1/ Reading was the domain of royalty/clergy until someone along the chain “gave” one of our ancestors literacy.

While we talk about multi-generational wealth in terms of $, imo, we should talk more about multi-generational wealth in terms of literacy.
2/ To the extent that I was the “model Asian” immigrant good student, sat, md, blah blah...

imo what society was measuring all along was primarily the integrated weight of knowledge transferred to me
3/ And it’s not even the direct literal knowledge that is super useful today because that’s easy to copy/paste/search now.

It’s the meta-knowledge. The mental models, heuristics, algos, shortcuts, systems, etc, that give you leveraged advantages
4/ In my case, my mother’s family in India was actively involved with Nehru and the independence struggle.

Her aunt, was a woman senator in the 1st Indian Congress and in jail for protests against Brits. Many other fams also in jail.

But her father & gramps was an attorney.
5/ They launched lawsuits against the Brits, actually won back property in British courts multiple times.

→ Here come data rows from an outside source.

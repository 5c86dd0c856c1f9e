//! Webhook Receiver
//!
//! `POST {WEBHOOK_PATH}`: authenticate the delivery, queue it, answer 200.
//! Formatting and IRC delivery happen later on the consumer and never affect
//! the response.

use std::time::Duration;

use axum::body::{to_bytes, Body};
use axum::extract::State;
use axum::http::{HeaderMap, StatusCode};
use tracing::{debug, instrument, warn};

use super::queue::EnqueueOutcome;
use super::signing;
use super::types::{Delivery, WebhookError, DELIVERY_HEADER, EVENT_HEADER, SIGNATURE_HEADER};
use crate::api::{AppState, MAX_BODY_SIZE};

/// Upload deadline, inside the router's request timeout.
const BODY_READ_TIMEOUT: Duration = Duration::from_secs(5);

fn header_str<'a>(headers: &'a HeaderMap, name: &str) -> Option<&'a str> {
    headers
        .get(name)
        .and_then(|v| v.to_str().ok())
        .map(str::trim)
        .filter(|v| !v.is_empty())
}

/// POST /webhook
#[instrument(skip_all)]
pub async fn receive(
    State(state): State<AppState>,
    headers: HeaderMap,
    body: Body,
) -> Result<StatusCode, WebhookError> {
    let kind = header_str(&headers, EVENT_HEADER).ok_or(WebhookError::MissingEventHeader)?;
    let delivery_id = header_str(&headers, DELIVERY_HEADER).map(str::to_owned);

    let Some(signature) = header_str(&headers, SIGNATURE_HEADER) else {
        warn!(event = %kind, "Rejected unsigned webhook delivery");
        return Err(WebhookError::MissingSignature);
    };

    // Read the body only after the headers pass, so header errors win.
    let read = tokio::time::timeout(BODY_READ_TIMEOUT, to_bytes(body, MAX_BODY_SIZE));
    let body = match read.await {
        Ok(Ok(bytes)) => bytes,
        Ok(Err(e)) => {
            warn!(event = %kind, error = %e, "Failed to read webhook body");
            return Err(WebhookError::UnreadableBody);
        }
        Err(_) => {
            warn!(event = %kind, "Timed out reading webhook body");
            return Err(WebhookError::UnreadableBody);
        }
    };

    if let Err(e) = signing::verify_signature(state.secret.key(), &body, signature) {
        warn!(event = %kind, error = %e, "Rejected webhook delivery");
        return Err(e.into());
    }

    let outcome = state.queue.try_enqueue(Delivery {
        kind: kind.to_owned(),
        delivery_id: delivery_id.clone(),
        body,
    });
    if outcome == EnqueueOutcome::Queued {
        debug!(
            event = %kind,
            delivery = delivery_id.as_deref().unwrap_or("unknown"),
            "Queued webhook delivery"
        );
    }

    Ok(StatusCode::OK)
}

So my mom lived in a highly literate household & pursued law in the house of an attorney with family members that were in Congress

BUT

Most importantly, stroke of luck...
6/ Their lifestyle was ironically a result of the British Empire!

So right out the gate I was embedded with the general concept of “life is probably fairer than you think, you just need to know how to press the right buttons” &
7/ also “British empire had lots of bad but lots of good”

Which is a huge advantage!

I was embedded with a mental model that allows this contradiction to live peacefully in my head - not through hard work, but by a lunchtime story.

Through sheer ovarian lottery luck.
8/ My father in the meantime, left his house at age 12 because his mom got cancer, his father had 8 kids and they didn’t have the resources to take care of all of them.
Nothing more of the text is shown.